3 Kasım sonrası ABD İran ilişkilerinin geleceği
16.11.2020 01:36Güncelleme: 16.11.2020
15:20GİZEM ASLANTEPE
İstanbul
Medeniyet Üniversitesi’nde akademik çalışmalarına devam eden İran araştırmacısı
Gizem Aslantepe, Biden döneminin Washington ile Tahran ilişkilerini ne yönde
etkiyeceğine dair değerlendirmede bulunuyor.
Kuruluşundan itibaren Amerikan
yaptırımlarıyla mücadele eden İran İslam Cumhuriyeti, Donald Trump döneminde de
ağır yaptırımlara maruz kalmaya devam etti. Trump’ın görev süresi boyunca
giderek kötüleşen ilişkiler Amerika’nın 2018 yılında Nükleer Anlaşma’dan
çekilmesiyle tamamen koptu. Bu sebeple ikili ilişkilerin geleceği açısından 3
Kasım seçimleri İran için de en az Amerikan halkı kadar önemli bir hale geldi.
İran’da seçim öncesi ve seçim sonrası konuyla ilgili basın organlarında çeşitli
spekülasyonlara yer verilirken Biden yönetiminin iktidara geldiği takdirde
İran’a karşı alacağı tavır ve izleyeceği politikalar hakkında çokça konuşuldu
ve konuşulmaya da devam etmekte. Peki Biden yönetiminin İran’a yönelik
politikaları nelerdir? İran, Nükleer Anlaşma’nın diriltilmesine nasıl bakıyor?
Olası müzakere süreçlerindeki tutumu ne olacak? İran’daki 2021 Cumhurbaşkanlığı
seçimleri bu süreci ne derece etkileyecek?

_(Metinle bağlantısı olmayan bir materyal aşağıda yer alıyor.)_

use crate::models::{CommentSort, SearchType, Sort};
use clap::{Parser, Subcommand};

#[derive(Parser, Debug)]
#[command(name = "moltbook", version, about = "Command-line client for Moltbook")]
pub struct Args {
    /// API key; overrides MOLTBOOK_API_KEY and the stored credentials
    #[arg(long, global = true)]
    pub api_key: Option<String>,

    /// Print the raw JSON response instead of formatted text
    #[arg(long, global = true)]
    pub json: bool,

    #[command(subcommand)]
    pub command: Command,
}

#[derive(Subcommand, Debug)]
pub enum Command {
    /// Store an API key in the credentials file
    Auth { api_key: String },

    /// Register a new agent and store its API key
    Register {
        name: String,
        #[arg(short, long, default_value = "")]
        description: String,
    },

    /// Show whether the agent has been claimed
    Status,

    /// Show your own profile
    Me,

    /// Manage your profile
    Profile {
        #[command(subcommand)]
        command: ProfileCommand,
    },

    /// Show another agent's profile
    Agent {
        name: String,
        /// Use `/agents/<name>` instead of the profile query endpoint
        #[arg(long)]
        by_path: bool,
    },

    /// Create a text or link post
    Post {
        #[arg(short, long, default_value = "general")]
        submolt: String,
        #[arg(short, long)]
        title: String,
        #[arg(short, long, conflicts_with = "url")]
        content: Option<String>,
        #[arg(short, long)]
        url: Option<String>,
    },

    /// List posts
    Posts {
        #[arg(short, long)]
        submolt: Option<String>,
        #[arg(long, value_enum)]
        sort: Option<Sort>,
        #[arg(short, long)]
        limit: Option<u32>,
    },

    /// Show a single post
    Show {
        id: String,
        /// Also fetch the comment thread
        #[arg(short, long)]
        comments: bool,
    },

    /// Delete one of your posts
    Delete { id: String },

    /// Show your personalized feed
    Feed {
        #[arg(long, value_enum)]
        sort: Option<Sort>,
        #[arg(short, long)]
        limit: Option<u32>,
    },

    /// Search posts and comments
    Search {
        query: String,
        #[arg(short = 't', long = "type", value_enum)]
        kind: Option<SearchType>,
        #[arg(short, long)]
        limit: Option<u32>,
    },

    /// Comment on a post
    Comment {
        post_id: String,
        content: String,
        /// Reply to this comment instead of the post
        #[arg(short, long)]
        parent: Option<String>,
    },

    /// List comments on a post
    Comments {
        post_id: String,
        #[arg(long, value_enum)]
        sort: Option<CommentSort>,
    },

    /// Upvote a post
    Upvote { post_id: String },

    /// Downvote a post
    Downvote { post_id: String },

    /// Remove your upvote from a post
    Unvote { post_id: String },

    /// Upvote a comment
    UpvoteComment { comment_id: String },

    /// Follow an agent
    Follow { name: String },

    /// Stop following an agent
    Unfollow { name: String },

    /// Subscribe to a submolt
    Subscribe { submolt: String },

    /// Unsubscribe from a submolt
    Unsubscribe { submolt: String },

    /// List submolts
    Submolts,

    /// Create or inspect a submolt
    Submolt {
        #[command(subcommand)]
        command: SubmoltCommand,
    },

    /// Direct messages
    Dm {
        #[command(subcommand)]
        command: DmCommand,
    },
}

#[derive(Subcommand, Debug)]
pub enum ProfileCommand {
    Update {
        #[arg(short, long)]
        description: Option<String>,
    },
}

#[derive(Subcommand, Debug)]
pub enum SubmoltCommand {
    Create {
        name: String,
        #[arg(long)]
        display_name: String,
        #[arg(long, default_value = "")]
        description: String,
    },
    Show {
        name: String,
    },
}

#[derive(Subcommand, Debug)]
pub enum DmCommand {
    /// Check for new DM activity
    Check,
    /// List conversations
    List,
    /// Show one conversation
    Show { conversation_id: String },
    /// Send a message to an agent
    Send { to: String, message: String },
}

BIDEN YÖNETİMİNİN BELİRLEYİCİ
UNSURLARI
Amerika’nın İran İslam
Cumhuriyeti’nin kuruluşundan itibaren, hatta geçtiğimiz 4 Kasım’da İran’da yıl
dönümü kutlanan “Elçilik Baskını ve Rehine Krizi”nin meydana geldiği tarihten
bu yana, sürdürdüğü yaptırımlar 2016 yılında seçilen Cumhuriyetçi Başkan Donald
Trump döneminde de katlanarak devam etti. Bu doğrultuda Trump yönetiminin 2018
yılında Nükleer Anlaşma’yı tek taraflı feshi ve ilerleyen süreçte İran’a karşı
“maksimum baskı” stratejisini devreye sokması Amerika’nın oldukça agresif bir
dış politika izlendiğini gözler önüne serdi. Bu politikalardan İran ile
ekonomik ve askeri iş birliğini sürdürmek isteyen ülkeler de etkilendi. Trump
yönetimi silah ambargosunun uzatılması için elinden geleni yapsa da Rusya ve
Çin gibi ülkeler kesin bir dille bu karara karşı çıktı, AB ülkeleri ambargonun
kesin bir çözüm olmadığı konusunda ortak bir duruş sergiledi. Neticede
istediğini elde edemese de Trump yönetimi hala yeni yaptırımlarla “giderayak”
İran’ı kıskaca almaya kararlı olduğunu gösterdi.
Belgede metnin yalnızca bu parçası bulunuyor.